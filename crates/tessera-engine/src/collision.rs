//! Collision and trigger snapshots written by external event sources.
//!
//! Physics can report several contacts for one entity in the same step. Each
//! entity keeps one snapshot component per event kind, and
//! [`add_or_override`] decides what a later event does to it: the first event
//! always lands; later ones replace it only when the entity carries the
//! matching override marker, and are dropped otherwise.

use glam::Vec3;
use serde::{Deserialize, Serialize};
use tessera_ecs::prelude::*;

use crate::descriptor::{DescribeFields, FieldKind, FieldSchema, ObjectHandle};
use crate::registry::TypeRegistryBuilder;

// ---------------------------------------------------------------------------
// Snapshot components
// ---------------------------------------------------------------------------

/// Most recent collision start.
#[derive(Debug, Clone, Copy, Default, PartialEq, Serialize, Deserialize)]
pub struct CollisionEnter {
    /// Entity on the other side, or [`EntityId::NULL`].
    pub other: EntityId,
    pub collider: ObjectHandle,
    pub other_collider: ObjectHandle,
    pub contact_point: Vec3,
    /// Contact normal, pointing away from the other body.
    pub normal: Vec3,
    /// Rigid body of the other side.
    pub body: ObjectHandle,
}

/// Most recent collision end. Same layout as [`CollisionEnter`].
#[derive(Debug, Clone, Copy, Default, PartialEq, Serialize, Deserialize)]
pub struct CollisionExit {
    pub other: EntityId,
    pub collider: ObjectHandle,
    pub other_collider: ObjectHandle,
    pub contact_point: Vec3,
    pub normal: Vec3,
    pub body: ObjectHandle,
}

/// Most recent trigger entry. `collider` is the other side's collider.
#[derive(Debug, Clone, Copy, Default, PartialEq, Serialize, Deserialize)]
pub struct TriggerEnter {
    pub other: EntityId,
    pub collider: ObjectHandle,
}

#[derive(Debug, Clone, Copy, Default, PartialEq, Serialize, Deserialize)]
pub struct TriggerExit {
    pub other: EntityId,
    pub collider: ObjectHandle,
}

/// Most recent hit reported by a character controller.
#[derive(Debug, Clone, Copy, Default, PartialEq, Serialize, Deserialize)]
pub struct ControllerColliderHit {
    pub other: EntityId,
    pub collider: ObjectHandle,
    pub other_collider: ObjectHandle,
    pub contact_point: Vec3,
    pub body: ObjectHandle,
}

// -- override markers --------------------------------------------------------

/// Later collision events (enter, exit, controller hits) replace the snapshot.
#[derive(Debug, Clone, Copy, Default, PartialEq, Eq, Serialize, Deserialize)]
pub struct OverrideCollision;

#[derive(Debug, Clone, Copy, Default, PartialEq, Eq, Serialize, Deserialize)]
pub struct OverrideTriggerEnter;

#[derive(Debug, Clone, Copy, Default, PartialEq, Eq, Serialize, Deserialize)]
pub struct OverrideTriggerExit;

impl DescribeFields for OverrideCollision {
    fn describe_fields() -> Vec<FieldSchema> {
        Vec::new()
    }
}

impl DescribeFields for OverrideTriggerEnter {
    fn describe_fields() -> Vec<FieldSchema> {
        Vec::new()
    }
}

impl DescribeFields for OverrideTriggerExit {
    fn describe_fields() -> Vec<FieldSchema> {
        Vec::new()
    }
}

/// Register the snapshot components and override markers under their
/// conventional names. Snapshots are written by event sources, so they expose
/// no authored fields; the markers are meant to be placed on templates.
pub fn register_collision_components(builder: TypeRegistryBuilder) -> TypeRegistryBuilder {
    builder
        .component_with_schema::<CollisionEnter>("collision_enter", Vec::new())
        .component_with_schema::<CollisionExit>("collision_exit", Vec::new())
        .component_with_schema::<TriggerEnter>("trigger_enter", vec![FieldSchema::new("collider", FieldKind::Object)])
        .component_with_schema::<TriggerExit>("trigger_exit", vec![FieldSchema::new("collider", FieldKind::Object)])
        .component_with_schema::<ControllerColliderHit>("controller_collider_hit", Vec::new())
        .component::<OverrideCollision>("override_collision")
        .component::<OverrideTriggerEnter>("override_trigger_enter")
        .component::<OverrideTriggerExit>("override_trigger_exit")
}

// ---------------------------------------------------------------------------
// Override policy
// ---------------------------------------------------------------------------

/// What [`add_or_override`] did with a snapshot.
#[derive(Debug, Clone, Copy, PartialEq, Eq)]
pub enum Recorded {
    Added,
    Overridden,
    Dropped,
}

/// Store `value` on `entity` unless an earlier `T` must be kept.
///
/// Missing `T` is added; an existing `T` is replaced when the entity also has
/// marker `M`, and kept otherwise.
pub fn add_or_override<T: Component, M: 'static>(
    world: &mut World,
    entity: EntityId,
    value: T,
) -> Result<Recorded, EcsError> {
    if !world.is_alive(entity) {
        return Err(EcsError::StaleEntity(entity));
    }
    let outcome = if !world.has_component::<T>(entity) {
        Recorded::Added
    } else if world.has_component::<M>(entity) {
        Recorded::Overridden
    } else {
        return Ok(Recorded::Dropped);
    };
    world.insert_component(entity, value)?;
    Ok(outcome)
}

// ---------------------------------------------------------------------------
// Event sources
// ---------------------------------------------------------------------------

/// One side of a physics contact.
#[derive(Debug, Clone, Copy, Default, PartialEq)]
pub struct Participant {
    /// Entity tracking this object, if any.
    pub entity: Option<EntityId>,
    pub collider: ObjectHandle,
    pub body: ObjectHandle,
}

impl Participant {
    pub fn new(entity: Option<EntityId>, collider: ObjectHandle) -> Self {
        Self {
            entity,
            collider,
            body: ObjectHandle::default(),
        }
    }

    pub fn with_body(mut self, body: ObjectHandle) -> Self {
        self.body = body;
        self
    }

    fn entity_or_null(&self) -> EntityId {
        self.entity.unwrap_or(EntityId::NULL)
    }
}

/// Contact geometry as seen from the first participant.
#[derive(Debug, Clone, Copy, Default, PartialEq)]
pub struct Contact {
    pub point: Vec3,
    pub normal: Vec3,
}

/// Per-participant results of one event: `(entity, outcome)` for every side
/// that was recorded, first participant first.
pub type EventOutcome = Vec<(EntityId, Recorded)>;

/// Run `record` for each tracked, live side of `a`/`b`. The closure receives
/// the side being recorded, the opposite side, and whether the side is `a`.
fn for_both_sides(
    world: &mut World,
    event: &'static str,
    a: &Participant,
    b: &Participant,
    mut record: impl FnMut(&mut World, EntityId, &Participant, &Participant, bool) -> Result<Recorded, EcsError>,
) -> Result<EventOutcome, EcsError> {
    let mut out = EventOutcome::new();
    for (this, other, first) in [(a, b, true), (b, a, false)] {
        let Some(entity) = this.entity else {
            continue;
        };
        if !world.is_alive(entity) {
            tracing::debug!(event, %entity, "event for a dead entity skipped");
            continue;
        }
        let outcome = record(world, entity, this, other, first)?;
        if outcome == Recorded::Dropped {
            tracing::trace!(event, %entity, "snapshot kept, event dropped");
        }
        out.push((entity, outcome));
    }
    Ok(out)
}

fn oriented(contact: &Contact, first: bool) -> Vec3 {
    if first { contact.normal } else { -contact.normal }
}

pub fn on_collision_enter(
    world: &mut World,
    a: &Participant,
    b: &Participant,
    contact: &Contact,
) -> Result<EventOutcome, EcsError> {
    for_both_sides(world, "collision_enter", a, b, |world, entity, this, other, first| {
        let snapshot = CollisionEnter {
            other: other.entity_or_null(),
            collider: this.collider,
            other_collider: other.collider,
            contact_point: contact.point,
            normal: oriented(contact, first),
            body: other.body,
        };
        add_or_override::<_, OverrideCollision>(world, entity, snapshot)
    })
}

pub fn on_collision_exit(
    world: &mut World,
    a: &Participant,
    b: &Participant,
    contact: &Contact,
) -> Result<EventOutcome, EcsError> {
    for_both_sides(world, "collision_exit", a, b, |world, entity, this, other, first| {
        let snapshot = CollisionExit {
            other: other.entity_or_null(),
            collider: this.collider,
            other_collider: other.collider,
            contact_point: contact.point,
            normal: oriented(contact, first),
            body: other.body,
        };
        add_or_override::<_, OverrideCollision>(world, entity, snapshot)
    })
}

pub fn on_trigger_enter(world: &mut World, a: &Participant, b: &Participant) -> Result<EventOutcome, EcsError> {
    for_both_sides(world, "trigger_enter", a, b, |world, entity, _, other, _| {
        let snapshot = TriggerEnter {
            other: other.entity_or_null(),
            collider: other.collider,
        };
        add_or_override::<_, OverrideTriggerEnter>(world, entity, snapshot)
    })
}

pub fn on_trigger_exit(world: &mut World, a: &Participant, b: &Participant) -> Result<EventOutcome, EcsError> {
    for_both_sides(world, "trigger_exit", a, b, |world, entity, _, other, _| {
        let snapshot = TriggerExit {
            other: other.entity_or_null(),
            collider: other.collider,
        };
        add_or_override::<_, OverrideTriggerExit>(world, entity, snapshot)
    })
}

/// `controller` is the character controller that moved into `hit`.
pub fn on_controller_collider_hit(
    world: &mut World,
    controller: &Participant,
    hit: &Participant,
    point: Vec3,
) -> Result<EventOutcome, EcsError> {
    for_both_sides(world, "controller_collider_hit", controller, hit, |world, entity, this, other, _| {
        let snapshot = ControllerColliderHit {
            other: other.entity_or_null(),
            collider: this.collider,
            other_collider: other.collider,
            contact_point: point,
            body: other.body,
        };
        add_or_override::<_, OverrideCollision>(world, entity, snapshot)
    })
}

// ---------------------------------------------------------------------------
// Tests
// ---------------------------------------------------------------------------

#[cfg(test)]
mod tests {
    use super::*;
    use crate::registry::TypeRegistry;

    fn world() -> World {
        let registry = register_collision_components(TypeRegistry::builder()).build();
        let mut world = World::new();
        registry.install_components(&mut world);
        world
    }

    fn side(entity: Option<EntityId>, collider: u64) -> Participant {
        Participant::new(entity, ObjectHandle(collider))
    }

    // -- add_or_override ----------------------------------------------------

    #[test]
    fn first_writer_wins_without_marker() {
        let mut world = world();
        let e = world.spawn();
        let first = TriggerEnter { other: EntityId::NULL, collider: ObjectHandle(1) };
        let second = TriggerEnter { other: EntityId::NULL, collider: ObjectHandle(2) };
        assert_eq!(add_or_override::<_, OverrideTriggerEnter>(&mut world, e, first).unwrap(), Recorded::Added);
        assert_eq!(add_or_override::<_, OverrideTriggerEnter>(&mut world, e, second).unwrap(), Recorded::Dropped);
        assert_eq!(world.get_component::<TriggerEnter>(e), Some(&first));
    }

    #[test]
    fn marker_lets_latest_win() {
        let mut world = world();
        let e = world.spawn();
        world.insert_component(e, OverrideTriggerEnter).unwrap();
        let second = TriggerEnter { other: EntityId::NULL, collider: ObjectHandle(2) };
        add_or_override::<_, OverrideTriggerEnter>(&mut world, e, TriggerEnter::default()).unwrap();
        assert_eq!(
            add_or_override::<_, OverrideTriggerEnter>(&mut world, e, second).unwrap(),
            Recorded::Overridden
        );
        assert_eq!(world.get_component::<TriggerEnter>(e), Some(&second));
    }

    #[test]
    fn wrong_marker_does_not_override() {
        let mut world = world();
        let e = world.spawn();
        world.insert_component(e, OverrideTriggerExit).unwrap();
        add_or_override::<_, OverrideTriggerEnter>(&mut world, e, TriggerEnter::default()).unwrap();
        assert_eq!(
            add_or_override::<_, OverrideTriggerEnter>(&mut world, e, TriggerEnter::default()).unwrap(),
            Recorded::Dropped
        );
    }

    #[test]
    fn dead_entity_is_an_error() {
        let mut world = world();
        let e = world.spawn();
        world.despawn(e).unwrap();
        assert!(matches!(
            add_or_override::<_, OverrideCollision>(&mut world, e, CollisionEnter::default()),
            Err(EcsError::StaleEntity(_))
        ));
    }

    // -- event sources ------------------------------------------------------

    #[test]
    fn collision_is_recorded_for_both_sides() {
        let mut world = world();
        let a = world.spawn();
        let b = world.spawn();
        let contact = Contact { point: Vec3::new(1.0, 0.0, 0.0), normal: Vec3::Y };
        let outcome = on_collision_enter(
            &mut world,
            &side(Some(a), 10).with_body(ObjectHandle(100)),
            &side(Some(b), 20).with_body(ObjectHandle(200)),
            &contact,
        )
        .unwrap();
        assert_eq!(outcome, vec![(a, Recorded::Added), (b, Recorded::Added)]);

        let on_a = world.get_component::<CollisionEnter>(a).unwrap();
        assert_eq!((on_a.other, on_a.collider, on_a.other_collider), (b, ObjectHandle(10), ObjectHandle(20)));
        assert_eq!(on_a.body, ObjectHandle(200));
        assert_eq!(on_a.normal, Vec3::Y);
        let on_b = world.get_component::<CollisionEnter>(b).unwrap();
        assert_eq!(on_b.other, a);
        assert_eq!(on_b.normal, -Vec3::Y);
    }

    #[test]
    fn untracked_side_is_null() {
        let mut world = world();
        let a = world.spawn();
        let outcome = on_trigger_exit(&mut world, &side(None, 7), &side(Some(a), 8)).unwrap();
        assert_eq!(outcome, vec![(a, Recorded::Added)]);
        let exit = world.get_component::<TriggerExit>(a).unwrap();
        assert!(exit.other.is_null());
        assert_eq!(exit.collider, ObjectHandle(7));
    }

    #[test]
    fn dead_participant_is_skipped() {
        let mut world = world();
        let a = world.spawn();
        let b = world.spawn();
        world.despawn(b).unwrap();
        let outcome = on_controller_collider_hit(&mut world, &side(Some(a), 1), &side(Some(b), 2), Vec3::ZERO).unwrap();
        assert_eq!(outcome, vec![(a, Recorded::Added)]);
        assert_eq!(world.get_component::<ControllerColliderHit>(a).unwrap().other, b);
    }

    #[test]
    fn collision_exit_uses_collision_marker() {
        let mut world = world();
        let a = world.spawn();
        world.insert_component(a, OverrideCollision).unwrap();
        let contact = Contact::default();
        on_collision_exit(&mut world, &side(Some(a), 1), &side(None, 2), &contact).unwrap();
        let outcome = on_collision_exit(&mut world, &side(Some(a), 1), &side(None, 3), &contact).unwrap();
        assert_eq!(outcome, vec![(a, Recorded::Overridden)]);
        assert_eq!(world.get_component::<CollisionExit>(a).unwrap().other_collider, ObjectHandle(3));
    }
}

###

- **Brief**
Each line that holds the string "Option" is to be copied from the entries above.

- **Task result**
    pub entity: Option<EntityId>,
    pub fn new(entity: Option<EntityId>, collider: ObjectHandle) -> Self {
    fn side(entity: Option<EntityId>, collider: u64) -> Participant {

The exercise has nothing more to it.